I used the programming feature noted in an earlier post to correct the speedometer on the 2011 in combination with inflating the tires to 44 psi. It was then within 1 mi/hr. The odometer actually indicated slightly less than actual distance travelled with tires inflated to 44 psi. Although the 2015 has the same programming capability, changing the setting over the full +/- 2.5% programming range has no effect on the speedometer. With the tires inflated to at least 44 psi, the speed is within 1 or 2 mi/hr (1 mi/hr high from 2 to 60 and 2 mi/hr high above 75). The odometer is accurate over the entire speed range as long as tires are inflated to at least 44 psi.
 
BenTheRighteous said:
Call me cynical but that's always my suspicion. Manufacturers clocking their speedo's too high because it makes warranties expire prematurely, without anyone noticing.

I've owned several vehicles with high speedometers compared to GPS. I've owned none that were too low. If it really is just an accident, it's awfully fishy that it's an accident in one direction only.
How much speedometers are off by are NOT always the same about by which their odometers are off by.

There are also reasons why they're off. See links at http://www.mynissanleaf.com/viewtopic.php?p=177842#p177842. The Priuschat link may no longer point to the right post due to a software change over there. You'll want to look at post 17 at a few that follow.

Also, what's displayed by the speedometer and odometer can be affected by how worn the tires are. From https://www.tirerack.com/tires/tiretech/techpage.jsp?techid=177:
When the GPS indicated exactly 100 miles had been traveled while the vehicle was equipped with new 12/32" deep tires, the vehicle's odometer registered 99.4 miles. When the vehicle was then equipped with another set of the same tires shaved to 2/32" of remaining tread depth, the odometer indicated 101.0 miles. While the 100-mile test distance didn't change, essentially the vehicle's odometer overstated the distance traveled by about 1.5% when equipped with the worn out tires.
And, there can be differences in the # of revolutions per mile on different makes and models of tires even though they're all the same size. They list 3 tires of the same size: the OE tires on the 08 Prius vs. 2 others and the revs per mile range from 855 down to 843.
As shown above, there are slight differences between the tires' published diameters, tread depths and tire revolutions per mile. However, if a tire rolls fewer times per mile than the tire it replaces, the vehicle will again actually be traveling farther than is indicated by the odometer. Calculating the influence of the different tire specifications on the vehicle's odometer would indicate the Yokohama AVID TRZ would travel .6% farther than the Goodyear Integrity, while the General Altimax RT would travel 1.4% farther.
 
Wow - learned something new today, thanks for the informative link.

Seems like in a nutshell, the behavior I've noticed is real, but my suspicion of underlying cause was wrong. The manufacturer's hands are actually tied, somewhat.
 
I'm reading the links provided and the articles keep saying "speedometer can be high, odometer is probably accurate." I have my doubts.

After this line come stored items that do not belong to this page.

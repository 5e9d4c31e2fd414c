//! Sync job context trait
//!
//! The API implements this trait for its application state. The worker calls
//! `run_sync` when processing a job; the implementation re-reads the session
//! metadata, runs the publish path, and writes the terminal state.

use anyhow::{anyhow, Result};
use async_trait::async_trait;
use std::sync::{Arc, Weak};

/// One queued sync: re-publish this session for this project.
#[derive(Debug, Clone, PartialEq, Eq)]
pub struct SyncJob {
    pub project_id: i64,
    pub session_id: String,
    pub initiated_by: Option<i64>,
}

/// What a sync run did with the session.
#[derive(Debug, Clone, Copy, PartialEq, Eq)]
pub enum SyncOutcome {
    /// Session published and marked completed.
    Completed,
    /// Session was already terminal; nothing republished. Duplicate
    /// deliveries land here.
    AlreadyDone,
}

/// Context for sync dispatch.
///
/// Implemented by the API's application state. The worker holds a weak
/// reference and calls `run_sync` when processing a claimed job. The session
/// `metadata.json` is the source of truth: implementations MUST check for a
/// terminal state before republishing so duplicate delivery stays idempotent.
#[async_trait]
pub trait SyncContext: Send + Sync {
    async fn run_sync(self: Arc<Self>, job: &SyncJob) -> Result<SyncOutcome>;

    /// Record terminal failure once the retry budget is exhausted. The
    /// session must end up in the error state.
    async fn mark_failed(self: Arc<Self>, job: &SyncJob, reason: &str);
}

/// Placeholder context used when no real context exists yet (e.g. during init).
/// Sync always errors.
struct NoopContext;

#[async_trait]
impl SyncContext for NoopContext {
    async fn run_sync(self: Arc<Self>, _job: &SyncJob) -> Result<SyncOutcome> {
        Err(anyhow!("NoopContext: no sync context available"))
    }

    async fn mark_failed(self: Arc<Self>, job: &SyncJob, reason: &str) {
        tracing::error!(
            session_id = %job.session_id,
            reason = %reason,
            "NoopContext: dropping sync failure"
        );
    }
}

/// Returns a weak reference to a no-op context. Use as placeholder when
/// building the queue before the real AppState context exists.
pub fn empty_context_weak() -> Weak<dyn SyncContext> {
    let n: Arc<dyn SyncContext> = Arc::new(NoopContext);
    Arc::downgrade(&n)
}
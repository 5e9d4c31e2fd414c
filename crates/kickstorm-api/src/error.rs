//! HTTP error response conversion
//!
//! This module provides HTTP-specific error response conversion for AppError.

use axum::{
    http::StatusCode,
    response::{IntoResponse, Response},
    Json,
};
use kickstorm_archive::ExtractError;
use kickstorm_core::tokens::TokenError;
use kickstorm_core::{AppError, ErrorMetadata, LogLevel};
use kickstorm_remote::RemoteError;
use kickstorm_workspace::WorkspaceError;
use serde::Serialize;
use utoipa::ToSchema;

#[derive(Debug, Serialize, ToSchema)]
pub struct ErrorResponse {
    pub error: String,
    #[serde(skip_serializing_if = "Option::is_none")]
    pub details: Option<String>,
    /// Machine-readable error code for programmatic handling
    pub code: String,
    /// Whether this error is recoverable (can be retried)
    pub recoverable: bool,
    /// Suggested action for the client (e.g., "Retry after a short delay")
    #[serde(skip_serializing_if = "Option::is_none")]
    pub suggested_action: Option<String>,
}

/// Wrapper type for AppError to implement IntoResponse
/// This is necessary because of Rust's orphan rules - we can't implement
/// IntoResponse (external trait) for AppError (external type from kickstorm-core)
#[derive(Debug)]
pub struct HttpAppError(pub AppError);

impl From<AppError> for HttpAppError {
    fn from(err: AppError) -> Self {
        HttpAppError(err)
    }
}

/// Helper function to log errors based on their log level
fn log_error(error: &AppError) {
    let error_type = error.error_type();
    match error.log_level() {
        LogLevel::Debug => {
            tracing::debug!(error = %error, error_type = error_type, "Error occurred");
        }
        LogLevel::Warn => {
            tracing::warn!(error = %error, error_type = error_type, "Error occurred");
        }
        LogLevel::Error => {
            tracing::error!(error = %error, error_type = error_type, "Error occurred");
        }
    }
}

fn is_production_env() -> bool {
    std::env::var("ENVIRONMENT")
        .or_else(|_| std::env::var("APP_ENV"))
        .map(|env| env.to_lowercase() == "production" || env.to_lowercase() == "prod")
        .unwrap_or(false)
}

impl IntoResponse for HttpAppError {
    fn into_response(self) -> Response {
        let app_error = &self.0;
        let is_production = is_production_env();

        let status = StatusCode::from_u16(app_error.http_status_code())
            .unwrap_or(StatusCode::INTERNAL_SERVER_ERROR);

        log_error(app_error);

        // Always hide details in production; outside production only
        // non-sensitive errors expose the detailed chain.
        let details = if is_production || app_error.is_sensitive() {
            None
        } else {
            Some(app_error.detailed_message())
        };

        let body = Json(ErrorResponse {
            error: app_error.client_message(),
            details,
            code: app_error.error_code().to_string(),
            recoverable: app_error.is_recoverable(),
            suggested_action: app_error.suggested_action().map(String::from),
        });

        (status, body).into_response()
    }
}

// Convert domain errors to HttpAppError (avoids orphan rule: we impl for local HttpAppError)

impl From<WorkspaceError> for HttpAppError {
    fn from(err: WorkspaceError) -> Self {
        let app = match err {
            WorkspaceError::SessionNotFound(id) => {
                AppError::NotFound(format!("Upload session not found: {}", id))
            }
            WorkspaceError::Protected(msg) => AppError::SessionProtected(msg),
            WorkspaceError::InvalidPath(msg) => AppError::InvalidPath(msg),
            WorkspaceError::Metadata(e) => {
                AppError::Internal(format!("Session metadata unreadable: {}", e))
            }
            WorkspaceError::Io { path, source } => {
                AppError::Internal(format!("Workspace IO error at {}: {}", path.display(), source))
            }
        };
        HttpAppError(app)
    }
}

impl From<ExtractError> for HttpAppError {
    fn from(err: ExtractError) -> Self {
        let app = match err {
            ExtractError::ArchiveTooLarge { size, max } => AppError::PayloadTooLarge(format!(
                "Archive of {} bytes exceeds the limit of {} bytes",
                size, max
            )),
            ExtractError::TooManyEntries { count, max } => AppError::ArchiveLimitExceeded(
                format!("{} entries exceed the limit of {}", count, max),
            ),
            ExtractError::ExpandedTooLarge { max } => AppError::ArchiveLimitExceeded(format!(
                "Expanded size exceeds the limit of {} bytes",
                max
            )),
            ExtractError::UnsupportedFormat(name) => {
                AppError::InvalidInput(format!("Unsupported archive format: {}", name))
            }
            ExtractError::Corrupt(msg) => AppError::ArchiveCorrupt(msg),
            ExtractError::PathEscape(entry) => {
                AppError::ArchiveCorrupt(format!("entry escapes the extraction root: {}", entry))
            }
            ExtractError::CaseCollision(msg) => {
                AppError::ArchiveCorrupt(format!("case-colliding entries: {}", msg))
            }
            ExtractError::NoValidFiles => {
                AppError::ArchiveCorrupt("archive contains no valid files".to_string())
            }
            ExtractError::Io(e) => AppError::Internal(format!("Extraction IO error: {}", e)),
        };
        HttpAppError(app)
    }
}

impl From<RemoteError> for HttpAppError {
    fn from(err: RemoteError) -> Self {
        HttpAppError(AppError::RemoteUnavailable(err.to_string()))
    }
}

impl From<TokenError> for HttpAppError {
    fn from(err: TokenError) -> Self {
        let app = match err {
            TokenError::Expired => AppError::TokenExpired,
            TokenError::Invalid => AppError::TokenInvalid,
        };
        HttpAppError(app)
    }
}

impl From<kickstorm_core::paths::PathError> for HttpAppError {
    fn from(err: kickstorm_core::paths::PathError) -> Self {
        HttpAppError(AppError::InvalidPath(err.to_string()))
    }
}

#[cfg(test)]
mod tests {
    use super::*;

    #[test]
    fn test_from_workspace_error_not_found() {
        let err = WorkspaceError::SessionNotFound("abc".to_string());
        let HttpAppError(app) = err.into();
        match app {
            AppError::NotFound(msg) => assert!(msg.contains("abc")),
            _ => panic!("Expected NotFound variant"),
        }
    }

    #[test]
    fn test_from_workspace_error_protected() {
        let err = WorkspaceError::Protected("session x is syncing".to_string());
        let HttpAppError(app) = err.into();
        assert_eq!(app.http_status_code(), 400);
        assert_eq!(app.error_code(), "SESSION_PROTECTED");
    }

    #[test]
    fn test_from_extract_error_limits() {
        let err = ExtractError::TooManyEntries { count: 5001, max: 5000 };
        let HttpAppError(app) = err.into();
        assert_eq!(app.http_status_code(), 413);
        assert_eq!(app.error_code(), "ARCHIVE_LIMIT_EXCEEDED");

        let err = ExtractError::Corrupt("bad header".to_string());
        let HttpAppError(app) = err.into();
        assert_eq!(app.http_status_code(), 400);
        assert_eq!(app.error_code(), "ARCHIVE_CORRUPT");
    }

    #[test]
    fn test_from_token_errors() {
        let HttpAppError(expired) = TokenError::Expired.into();
        assert_eq!(expired.http_status_code(), 410);
        let HttpAppError(invalid) = TokenError::Invalid.into();
        assert_eq!(invalid.http_status_code(), 400);
    }

    #[test]
    fn test_from_remote_error() {
        let err = RemoteError::Transient("connect refused".to_string());
        let HttpAppError(app) = err.into();
        assert_eq!(app.http_status_code(), 503);
    }
}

Depending on which vehicle I take to work, the mileage is either 16.4, 16.6, or 16.9 miles over the exact same route, with the fairly-new tires inflated to exactly the maximum pressure printed on the sidewall. If Google Maps can be believed, 16.4 miles is the correct distance.
 
You are absolutely right. The odometer does not go by the GPS speed (not all models are even equipped with GPS). The only way the odometer "knows" the distance is by the number of wheel revolutions and presumed diameter of the tires. Since over the life of the tires their diameter only goes one way, decreases, it would be logical for the manufacturer to program the speedometer with an average presumed diameter of the tire, not the largest (new) or even more. Since all reported descrepancies seem to go only one way closer to allowed +10 percent, it raises a huge suspicion. Think of millions of dollars people overpay for excess mileage in the end of their leases, think of premature warranties' expirations, think of overstated battery distance capacities/ EPA mileages, etc. Do we have a case of possible programming fraud similar to VW "clean" diesel scandal here?